Der ersten türkeistämmigen Generation, die nach Abschluss des deutsch-türkischen Anwerbeabkommens als „Gastarbeiter*innen“ 1961 nach Deutschland kam, stand viele Jahre kein aktives oder passives Wahlrecht zu. Durch die nachfolgenden Generationen und anhaltende Migration änderte sich mit den Jahren ihre Stellung in der deutschen Gesellschaft und damit ihr Verhältnis zur deutschen Politik. Heute deutet die Positionierung der Türkeistämmigen bei den Wahlen in Deutschland auf die Vielfältigkeit und die Veränderungen hin, die im Laufe der Zeit entstanden sind.

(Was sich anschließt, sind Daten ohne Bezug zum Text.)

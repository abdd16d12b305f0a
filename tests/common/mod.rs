//! Synthetic MSP files for the integration tests.

#![allow(dead_code)]

use std::path::Path;

use ndarray::Array3;

pub fn init_logging() {
    let _ = env_logger::builder().is_test(true).try_init();
}

/// The contents of an MSP file, ready to be written out.
pub struct SyntheticMsp {
    pub seconds: Vec<f64>,
    pub wavelengths_nm: Vec<f32>,
    /// Left out of the file when `None`.
    pub filter_factors: Option<Vec<f32>>,
    /// Raw peak counts, [time][wavelength][elevation].
    pub peak: Array3<i16>,
}

impl SyntheticMsp {
    /// A file with 181 elevation bins and counts from `count(time, channel,
    /// elevation)`.
    pub fn new(
        seconds: Vec<f64>,
        wavelengths_nm: Vec<f32>,
        filter_factors: Vec<f32>,
        count: impl Fn(usize, usize, usize) -> i16,
    ) -> SyntheticMsp {
        let dim = (seconds.len(), wavelengths_nm.len(), 181);
        SyntheticMsp {
            seconds,
            wavelengths_nm,
            filter_factors: Some(filter_factors),
            peak: Array3::from_shape_fn(dim, |(t, c, e)| count(t, c, e)),
        }
    }

    /// Write a netCDF-4 file, as used from 2011.
    pub fn write_netcdf4(&self, path: &Path) -> Result<(), netcdf::Error> {
        self.write(path, netcdf::Options::NETCDF4)
    }

    /// Write a classic netCDF file, as used up to 2010.
    pub fn write_classic(&self, path: &Path) -> Result<(), netcdf::Error> {
        self.write(path, netcdf::Options::_64BIT_OFFSET)
    }

    fn write(&self, path: &Path, options: netcdf::Options) -> Result<(), netcdf::Error> {
        let (num_times, num_channels, num_elevations) = self.peak.dim();
        let mut nc = netcdf::create_with(path, options)?;
        nc.add_dimension("time", num_times)?;
        nc.add_dimension("wavelength", num_channels)?;
        nc.add_dimension("elevation", num_elevations)?;

        {
            let mut var = nc.add_variable::<f64>("Time", &["time"])?;
            var.put_values(&self.seconds, ..)?;
        }
        {
            let mut var = nc.add_variable::<f32>("Wavelength", &["wavelength"])?;
            var.put_values(&self.wavelengths_nm, ..)?;
        }
        {
            let mut var =
                nc.add_variable::<i16>("PeakIntensity", &["time", "wavelength", "elevation"])?;
            let counts: Vec<i16> = self.peak.iter().copied().collect();
            var.put_values(&counts, ..)?;
        }
        if let Some(filter_factors) = &self.filter_factors {
            let mut var = nc.add_variable::<f32>("FilterFactor", &["wavelength"])?;
            var.put_values(filter_factors, ..)?;
        }
        Ok(())
    }
}
mod msp;
mod nc;
mod select;

pub use msp::read_msp;

use std::{ops::RangeInclusive, str::FromStr};

use hifitime::Epoch;

use crate::MspReadError;

/// Parse a pair of timestamps into an inclusive time range for [`read_msp`].
///
/// Anything `hifitime` can parse is accepted, e.g. `2011-03-01T06:00:00 UTC`.
/// Timestamps without a time scale are taken to be UTC.
pub fn parse_time_range(start: &str, end: &str) -> Result<RangeInclusive<Epoch>, MspReadError> {
    let parse = |s: &str| {
        Epoch::from_str(s.trim()).map_err(|e| MspReadError::BadTimestamp {
            input: s.to_string(),
            reason: format!("{e:?}"),
        })
    };
    Ok(parse(start)?..=parse(end)?)
}
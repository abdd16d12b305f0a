//! Reading of meridian-scanning photometer (MSP) data.
//!
//! MSP files hold raw peak photometer counts per (time, wavelength channel,
//! elevation bin). [`read_msp`] turns one file into calibrated brightness in
//! Rayleighs, labelled by its three axes, and [`line_ratio`] divides two of its
//! wavelength channels.

pub mod error;
pub mod filename;
pub mod ratio;
pub mod read;

pub use error::MspReadError;
pub use ratio::line_ratio;
pub use read::{parse_time_range, read_msp};

use hifitime::{Duration, Epoch};
use ndarray::prelude::*;

/// The number of elevation bins in every MSP scan. Bin `i` is `i` degrees from
/// the northern horizon.
pub const NUM_ELEVATIONS: usize = 181;

/// Filter factors are expressed in Rayleighs per count * 128.
pub const FILTER_FACTOR_SCALE: f64 = 128.0;

#[derive(Debug, Clone, Copy, PartialEq, Eq)]
pub enum MspInputType {
    /// 2011 onwards; netCDF-4, calendar date in the filename.
    Nc,
    /// 1983 to 2010; classic netCDF, year and day-of-year in the filename.
    Pf,
}

/// Calibrated MSP brightness and the coordinates of each of its axes.
#[derive(Debug, Clone)]
pub struct Brightness {
    /// Brightness \[Rayleigh\], arranged [time][wavelength][elevation].
    data: Array3<f64>,

    /// The timestamps of the selected samples, in the order they were stored.
    /// These are not guaranteed to be regularly spaced; a time selection
    /// keeps whichever samples fall within it.
    timestamps: Vec<Epoch>,

    /// The wavelength of each surviving channel \[Angstrom\].
    ///
    /// These are kept as ints so that channels can be looked up by exact
    /// value; the nanometre floats stored in the files are not reliably
    /// comparable.
    wavelengths: Vec<u32>,

    /// Elevation of each bin from the northern horizon \[degrees\].
    elevations: Vec<u8>,
}

impl Brightness {
    pub(crate) fn new(
        data: Array3<f64>,
        timestamps: Vec<Epoch>,
        wavelengths: Vec<u32>,
        elevations: Vec<u8>,
    ) -> Brightness {
        debug_assert_eq!(
            data.dim(),
            (timestamps.len(), wavelengths.len(), elevations.len())
        );
        Brightness {
            data,
            timestamps,
            wavelengths,
            elevations,
        }
    }

    pub fn data(&self) -> ArrayView3<f64> {
        self.data.view()
    }

    pub fn timestamps(&self) -> &[Epoch] {
        &self.timestamps
    }

    pub fn wavelengths(&self) -> &[u32] {
        &self.wavelengths
    }

    pub fn elevations(&self) -> &[u8] {
        &self.elevations
    }

    /// (time, wavelength, elevation)
    pub fn dim(&self) -> (usize, usize, usize) {
        self.data.dim()
    }

    pub fn is_empty(&self) -> bool {
        self.data.is_empty()
    }

    /// The index of `wavelength` \[Angstrom\] on the wavelength axis, if that
    /// channel is present.
    pub fn wavelength_index(&self, wavelength: u32) -> Option<usize> {
        self.wavelengths.iter().position(|&w| w == wavelength)
    }

    /// The time × elevation brightness of a single channel.
    pub fn sel_wavelength(&self, wavelength: u32) -> Option<ArrayView2<f64>> {
        self.wavelength_index(wavelength)
            .map(|i| self.data.index_axis(Axis(1), i))
    }

    /// The smallest gap between two consecutive timestamps. `None` if there
    /// are fewer than two timestamps.
    pub fn time_res(&self) -> Option<Duration> {
        let mut gaps = self.timestamps.windows(2).map(|ts| ts[1] - ts[0]);
        let first = gaps.next()?;
        Some(gaps.fold(first, |acc, gap| acc.min(gap)))
    }
}
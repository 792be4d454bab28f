//! End-to-end tests for the metrics pipeline over files on disk.
//!
//! Streams are generated with the `test-data` crate (or written by hand for
//! GPX and malformed inputs) into a temporary data directory laid out the way
//! `FileStreamLoader` expects:
//!
//! - `<data_dir>/streams/<user_id>/<activity_id>.json`
//! - `<data_dir>/gpx/<user_id>/<activity_id>.gpx`

use std::fs;
use std::path::Path;

use rand::{SeedableRng, rngs::StdRng};
use stream_metrics::models::{ALTITUDE, DISTANCE};
use stream_metrics::{
    FileStreamLoader, HealthMetrics, MetricsConfig, MetricsError, MetricsPipeline, Segment,
    SegmentLabeler, StreamLoader, TimeColumn,
};
use tempfile::TempDir;
use test_data::prelude::*;
use uuid::Uuid;

const GPX_HILL: &str = r#"<?xml version="1.0" encoding="UTF-8"?>
<gpx version="1.1" creator="pipeline-integration" xmlns="http://www.topografix.com/GPX/1/1">
  <trk>
    <name>Hill repeat</name>
    <trkseg>
      <trkpt lat="40.0000" lon="-105.0000"><ele>100</ele><time>2024-05-01T08:00:00Z</time></trkpt>
      <trkpt lat="40.0001" lon="-105.0000"><ele>100</ele><time>2024-05-01T08:00:10Z</time></trkpt>
      <trkpt lat="40.0002" lon="-105.0000"><ele>150</ele><time>2024-05-01T08:00:20Z</time></trkpt>
      <trkpt lat="40.0003" lon="-105.0000"><ele>100</ele><time>2024-05-01T08:00:30Z</time></trkpt>
      <trkpt lat="40.0004" lon="-105.0000"><ele>100</ele><time>2024-05-01T08:00:40Z</time></trkpt>
    </trkseg>
  </trk>
</gpx>
"#;

fn stream_config() -> StreamConfig {
    StreamConfig {
        heartrate_dropout: 0.0,
        ..StreamConfig::short()
    }
}

/// Generates and writes one activity, returning the stream that was written.
fn write_generated(data_dir: &Path, user_id: Uuid, activity_id: i64, seed: u64) -> GeneratedStream {
    let mut rng = StdRng::seed_from_u64(seed);
    let stream = StreamGenerator::new(seed as u32)
        .with_config(stream_config())
        .generate(&mut rng);
    stream
        .write_to(data_dir, user_id, activity_id)
        .expect("write generated stream");
    stream
}

fn write_gpx(data_dir: &Path, user_id: Uuid, activity_id: i64, contents: &str) {
    let dir = data_dir.join("gpx").join(user_id.to_string());
    fs::create_dir_all(&dir).unwrap();
    fs::write(dir.join(format!("{activity_id}.gpx")), contents).unwrap();
}

fn pipeline(dir: &TempDir) -> MetricsPipeline<FileStreamLoader> {
    MetricsPipeline::from_config(&MetricsConfig::default().with_data_dir(dir.path())).unwrap()
}

#[test]
fn test_generated_stream_full_metrics() {
    let dir = tempfile::tempdir().unwrap();
    let user_id = Uuid::new_v4();
    let stream = write_generated(dir.path(), user_id, 1001, 11);

    let health = HealthMetrics::with_max_heartrate(190.0);
    let result = pipeline(&dir)
        .compute_metrics(1001, user_id, Some(&health))
        .unwrap();

    let zone_times = result.zone_times.expect("zone times");
    let recorded = stream.time.last().copied().unwrap_or_default() - stream.time[0];
    assert!(
        (zone_times.total() - recorded).abs() < 1e-6,
        "zone times {} should cover the recording {recorded}",
        zone_times.total()
    );

    let trends = [result.uphill_heartrate, result.downhill_heartrate];
    assert!(trends.iter().any(Option::is_some));
    for hr in trends.into_iter().flatten() {
        assert!((40.0..=200.0).contains(&hr), "implausible trend average {hr}");
    }
}

#[test]
fn test_generated_stream_without_health_metrics() {
    let dir = tempfile::tempdir().unwrap();
    let user_id = Uuid::new_v4();
    write_generated(dir.path(), user_id, 5, 3);

    let result = pipeline(&dir).compute_metrics(5, user_id, None).unwrap();
    assert!(result.zone_times.is_none());
    assert!(result.uphill_heartrate.is_some() || result.downhill_heartrate.is_some());

    let json = serde_json::to_value(&result).unwrap();
    assert!(json.get("zone_0_time").is_none());
    assert!(json["analyzed_at"].as_str().is_some_and(|s| s.ends_with('Z')));
}

#[test]
fn test_result_serializes_flat_zone_keys() {
    let dir = tempfile::tempdir().unwrap();
    let user_id = Uuid::new_v4();
    write_generated(dir.path(), user_id, 8, 21);

    let health = HealthMetrics::with_max_heartrate(185.0);
    let result = pipeline(&dir)
        .compute_metrics(8, user_id, Some(&health))
        .unwrap();
    let json = serde_json::to_value(&result).unwrap();

    for zone in 0..6 {
        let key = format!("zone_{zone}_time");
        assert!(json[&key].is_number(), "missing {key}");
    }
    assert!(json.get("zone_times").is_none());
}

#[test]
fn test_stream_without_heartrate_reports_timestamp_only() {
    let dir = tempfile::tempdir().unwrap();
    let user_id = Uuid::new_v4();
    let mut rng = StdRng::seed_from_u64(4);
    StreamGenerator::new(4)
        .with_profile(HikerProfile::default())
        .with_config(stream_config().without_heartrate())
        .generate(&mut rng)
        .write_to(dir.path(), user_id, 12)
        .unwrap();

    let health = HealthMetrics::with_max_heartrate(180.0);
    let result = pipeline(&dir)
        .compute_metrics(12, user_id, Some(&health))
        .unwrap();

    assert!(result.uphill_heartrate.is_none());
    assert!(result.downhill_heartrate.is_none());
    assert!(result.zone_times.is_none());
}

#[test]
fn test_gpx_fallback_loads_track() {
    let dir = tempfile::tempdir().unwrap();
    let user_id = Uuid::new_v4();
    write_gpx(dir.path(), user_id, 42, GPX_HILL);

    let loader = FileStreamLoader::new(dir.path());
    let table = loader.load(42, user_id).unwrap();

    assert_eq!(table.len(), 5);
    assert!(matches!(table.time(), Some(TimeColumn::Absolute(_))));
    let elapsed: Vec<f64> = table.time().map(TimeColumn::elapsed_seconds).unwrap();
    assert_eq!(elapsed, vec![0.0, 10.0, 20.0, 30.0, 40.0]);

    let distance: Vec<f64> = table.column(DISTANCE).unwrap().iter().flatten().copied().collect();
    assert_eq!(distance[0], 0.0);
    assert!(distance.windows(2).all(|w| w[1] > w[0]));
    // 0.0004 degrees of latitude is roughly 44.5 m.
    assert!((distance[4] - 44.5).abs() < 1.0, "distance {}", distance[4]);

    let labels = SegmentLabeler::new(10.0).unwrap().label_table(&table).unwrap();
    assert_eq!(
        labels,
        vec![
            Segment::Uphill,
            Segment::Uphill,
            Segment::Downhill,
            Segment::Downhill,
            Segment::Downhill
        ]
    );
    assert!(table.has_column(ALTITUDE));
}

#[test]
fn test_json_preferred_over_gpx() {
    let dir = tempfile::tempdir().unwrap();
    let user_id = Uuid::new_v4();
    let stream = write_generated(dir.path(), user_id, 42, 2);
    write_gpx(dir.path(), user_id, 42, GPX_HILL);

    let table = FileStreamLoader::new(dir.path()).load(42, user_id).unwrap();
    assert_eq!(table.len(), stream.len());
    assert!(matches!(table.time(), Some(TimeColumn::Elapsed(_))));
}

#[test]
fn test_missing_activity_is_not_found() {
    let dir = tempfile::tempdir().unwrap();
    let user_id = Uuid::new_v4();

    let err = pipeline(&dir).compute_metrics(99, user_id, None).unwrap_err();
    assert!(err.is_not_found());
    assert!(matches!(
        err,
        MetricsError::NotFound { activity_id: 99, user_id: id } if id == user_id
    ));
}

#[test]
fn test_malformed_stream_file() {
    let dir = tempfile::tempdir().unwrap();
    let user_id = Uuid::new_v4();
    let user_dir = dir.path().join("streams").join(user_id.to_string());
    fs::create_dir_all(&user_dir).unwrap();
    fs::write(user_dir.join("3.json"), "{ not json").unwrap();

    let err = pipeline(&dir).compute_metrics(3, user_id, None).unwrap_err();
    assert!(matches!(err, MetricsError::MalformedStream { .. }), "{err:?}");
}

#[test]
fn test_invalid_max_heartrate_rejected() {
    let dir = tempfile::tempdir().unwrap();
    let user_id = Uuid::new_v4();
    write_generated(dir.path(), user_id, 7, 5);

    let health: HealthMetrics = r#"{"max_heartrate": 0}"#.parse().unwrap();
    let err = pipeline(&dir)
        .compute_metrics(7, user_id, Some(&health))
        .unwrap_err();
    assert!(matches!(err, MetricsError::Validation(_)), "{err:?}");
}

#[test]
fn test_activity_ids_lists_streams_and_tracks() {
    let dir = tempfile::tempdir().unwrap();
    let user_id = Uuid::new_v4();
    write_generated(dir.path(), user_id, 30, 1);
    write_generated(dir.path(), user_id, 10, 2);
    write_gpx(dir.path(), user_id, 20, GPX_HILL);
    write_gpx(dir.path(), user_id, 10, GPX_HILL);
    fs::write(
        dir.path()
            .join("streams")
            .join(user_id.to_string())
            .join("notes.txt"),
        "ignored",
    )
    .unwrap();

    let loader = FileStreamLoader::new(dir.path());
    assert_eq!(loader.activity_ids(user_id).unwrap(), vec![10, 20, 30]);
    assert!(loader.activity_ids(Uuid::new_v4()).unwrap().is_empty());
}

#[test]
fn test_compute_many_keeps_order_and_isolates_failures() {
    let dir = tempfile::tempdir().unwrap();
    let user_id = Uuid::new_v4();
    write_generated(dir.path(), user_id, 2, 8);
    write_generated(dir.path(), user_id, 1, 9);
    write_gpx(dir.path(), user_id, 3, GPX_HILL);

    let health = HealthMetrics::with_max_heartrate(190.0);
    let results = pipeline(&dir).compute_many(&[2, 404, 1, 3], user_id, Some(&health));

    let ids: Vec<i64> = results.iter().map(|(id, _)| *id).collect();
    assert_eq!(ids, vec![2, 404, 1, 3]);

    assert!(results[0].1.as_ref().is_ok_and(|r| r.zone_times.is_some()));
    assert!(results[1].1.as_ref().is_err_and(MetricsError::is_not_found));
    assert!(results[2].1.as_ref().is_ok_and(|r| r.zone_times.is_some()));
    // GPX tracks carry no heart rate.
    assert!(results[3].1.as_ref().is_ok_and(|r| r.zone_times.is_none()));
}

„Die Menschen finden ihren Platz im gesellschaftlichen Leben“
Lange Zeit war die türkeistämmige Bevölkerung an den Rand der institutionellen Politik gedrängt. Die „Ausländerbeiräte“ - heute werden sie meist Integrationsräte genannt -, die aus Bürger*innen ohne Staatsbürger*innenschaft bestehen und im Grunde wie ein Beratungsgremium arbeiteten, stellen ab den 70er Jahren für die Eingewanderten eine Zwischenlösung dar, um auf kommunaler Ebene an der Politik teilzuhaben zu können. Im Laufe der Jahre wurden die Türkeistämmigen ein Teil der Einwanderungsgesellschaft in Deutschland und konsequenterweise wuchs die Forderung nach politischer Teilhabe. Eine wichtige Rolle für die Politisierung der Türkeistämmigen spielten rassistische Angriffe und Morde, deren Zahl in den 90er Jahren stieg. Im Zuge des Inkrafttretens des Staatsangehörigkeitsgesetzes im Jahr 2000 ließen sich viele türkeistämmige Menschen einbürgern, was einen weiteren wichtigen Schritt in Richtung ihrer politischen Partizipation darstellte. Laut einer Statistik sind im Jahr 2021 rund 1,4 Millionen von den ungefähr 3 Millionen in Deutschland lebenden türkeistämmigen Menschen deutsche Staatsbürger*innen. 893.000 der eingebürgerten Türkeistämmigen können bei den Wahlen ihre Stimme abgeben. Das sind 1,5 Prozent aller Stimmberechtigten in Deutschland. Jedoch haben Türkeistämmige immer noch nicht das Recht wie EU-Bürger*innen, sich auch ohne die deutsche Staatsangehörigkeit an den Kommunalwahlen zu beteiligen.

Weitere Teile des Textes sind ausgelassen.